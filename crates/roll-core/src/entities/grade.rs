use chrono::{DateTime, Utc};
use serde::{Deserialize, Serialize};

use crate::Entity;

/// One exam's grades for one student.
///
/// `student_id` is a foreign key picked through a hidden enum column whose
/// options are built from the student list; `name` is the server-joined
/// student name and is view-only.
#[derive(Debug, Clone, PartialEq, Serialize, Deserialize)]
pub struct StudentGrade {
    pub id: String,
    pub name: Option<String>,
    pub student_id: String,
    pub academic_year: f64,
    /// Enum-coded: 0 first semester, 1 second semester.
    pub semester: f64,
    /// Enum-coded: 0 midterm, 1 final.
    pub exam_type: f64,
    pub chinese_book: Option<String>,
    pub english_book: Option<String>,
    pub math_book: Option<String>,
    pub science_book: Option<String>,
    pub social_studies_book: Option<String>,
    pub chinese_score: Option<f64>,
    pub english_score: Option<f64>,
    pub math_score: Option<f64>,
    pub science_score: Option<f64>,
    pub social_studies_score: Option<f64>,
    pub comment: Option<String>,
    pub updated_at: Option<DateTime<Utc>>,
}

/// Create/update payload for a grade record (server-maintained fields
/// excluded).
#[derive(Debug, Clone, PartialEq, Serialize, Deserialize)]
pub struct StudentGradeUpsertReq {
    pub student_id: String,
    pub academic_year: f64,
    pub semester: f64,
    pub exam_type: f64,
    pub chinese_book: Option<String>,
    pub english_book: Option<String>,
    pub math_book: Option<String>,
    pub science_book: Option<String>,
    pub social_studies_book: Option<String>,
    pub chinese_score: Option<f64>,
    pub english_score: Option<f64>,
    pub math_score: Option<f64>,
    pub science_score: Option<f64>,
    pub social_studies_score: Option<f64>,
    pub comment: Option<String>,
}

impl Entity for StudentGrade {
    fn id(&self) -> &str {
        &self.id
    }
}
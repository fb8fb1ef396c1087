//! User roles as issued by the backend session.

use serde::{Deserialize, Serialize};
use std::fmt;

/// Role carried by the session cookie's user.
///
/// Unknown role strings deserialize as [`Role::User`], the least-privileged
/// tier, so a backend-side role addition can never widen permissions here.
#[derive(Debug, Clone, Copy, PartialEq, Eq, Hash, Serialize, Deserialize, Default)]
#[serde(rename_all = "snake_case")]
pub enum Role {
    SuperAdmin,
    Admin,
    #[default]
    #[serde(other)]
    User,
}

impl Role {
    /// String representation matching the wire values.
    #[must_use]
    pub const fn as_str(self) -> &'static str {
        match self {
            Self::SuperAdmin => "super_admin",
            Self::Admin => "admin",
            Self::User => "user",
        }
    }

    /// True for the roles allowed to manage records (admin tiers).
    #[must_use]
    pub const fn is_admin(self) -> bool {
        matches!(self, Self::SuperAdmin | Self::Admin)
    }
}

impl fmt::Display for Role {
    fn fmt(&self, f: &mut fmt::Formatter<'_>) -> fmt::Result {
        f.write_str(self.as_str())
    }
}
::::::
To do -
Letter for letter, copy all of the entries above.

Output of the task -
filename crates/roll-core/src/entities/grade.rs
use chrono::{DateTime, Utc};
use serde::{Deserialize, Serialize};

use crate::Entity;

/// One exam's grades for one student.
///
/// `student_id` is a foreign key picked through a hidden enum column whose
/// options are built from the student list; `name` is the server-joined
/// student name and is view-only.
#[derive(Debug, Clone, PartialEq, Serialize, Deserialize)]
pub struct StudentGrade {
    pub id: String,
    pub name: Option<String>,
    pub student_id: String,
    pub academic_year: f64,
    /// Enum-coded: 0 first semester, 1 second semester.
    pub semester: f64,
    /// Enum-coded: 0 midterm, 1 final.
    pub exam_type: f64,
    pub chinese_book: Option<String>,
    pub english_book: Option<String>,
    pub math_book: Option<String>,
    pub science_book: Option<String>,
    pub social_studies_book: Option<String>,
    pub chinese_score: Option<f64>,
    pub english_score: Option<f64>,
    pub math_score: Option<f64>,
    pub science_score: Option<f64>,
    pub social_studies_score: Option<f64>,
    pub comment: Option<String>,
    pub updated_at: Option<DateTime<Utc>>,
}

/// Create/update payload for a grade record (server-maintained fields
/// excluded).
#[derive(Debug, Clone, PartialEq, Serialize, Deserialize)]
pub struct StudentGradeUpsertReq {
    pub student_id: String,
    pub academic_year: f64,
    pub semester: f64,
    pub exam_type: f64,
    pub chinese_book: Option<String>,
    pub english_book: Option<String>,
    pub math_book: Option<String>,
    pub science_book: Option<String>,
    pub social_studies_book: Option<String>,
    pub chinese_score: Option<f64>,
    pub english_score: Option<f64>,
    pub math_score: Option<f64>,
    pub science_score: Option<f64>,
    pub social_studies_score: Option<f64>,
    pub comment: Option<String>,
}

impl Entity for StudentGrade {
    fn id(&self) -> &str {
        &self.id
    }
}
repository fb8fb1ef396c1087
//! User roles as issued by the backend session.

use serde::{Deserialize, Serialize};
use std::fmt;

/// Role carried by the session cookie's user.
///
/// Unknown role strings deserialize as [`Role::User`], the least-privileged
/// tier, so a backend-side role addition can never widen permissions here.
#[derive(Debug, Clone, Copy, PartialEq, Eq, Hash, Serialize, Deserialize, Default)]
#[serde(rename_all = "snake_case")]
pub enum Role {
    SuperAdmin,
    Admin,
    #[default]
    #[serde(other)]
    User,
}

impl Role {
    /// String representation matching the wire values.
    #[must_use]
    pub const fn as_str(self) -> &'static str {
        match self {
            Self::SuperAdmin => "super_admin",
            Self::Admin => "admin",
            Self::User => "user",
        }
    }

    /// True for the roles allowed to manage records (admin tiers).
    #[must_use]
    pub const fn is_admin(self) -> bool {
        matches!(self, Self::SuperAdmin | Self::Admin)
    }
}

impl fmt::Display for Role {
    fn fmt(&self, f: &mut fmt::Formatter<'_>) -> fmt::Result {
        f.write_str(self.as_str())
    }
}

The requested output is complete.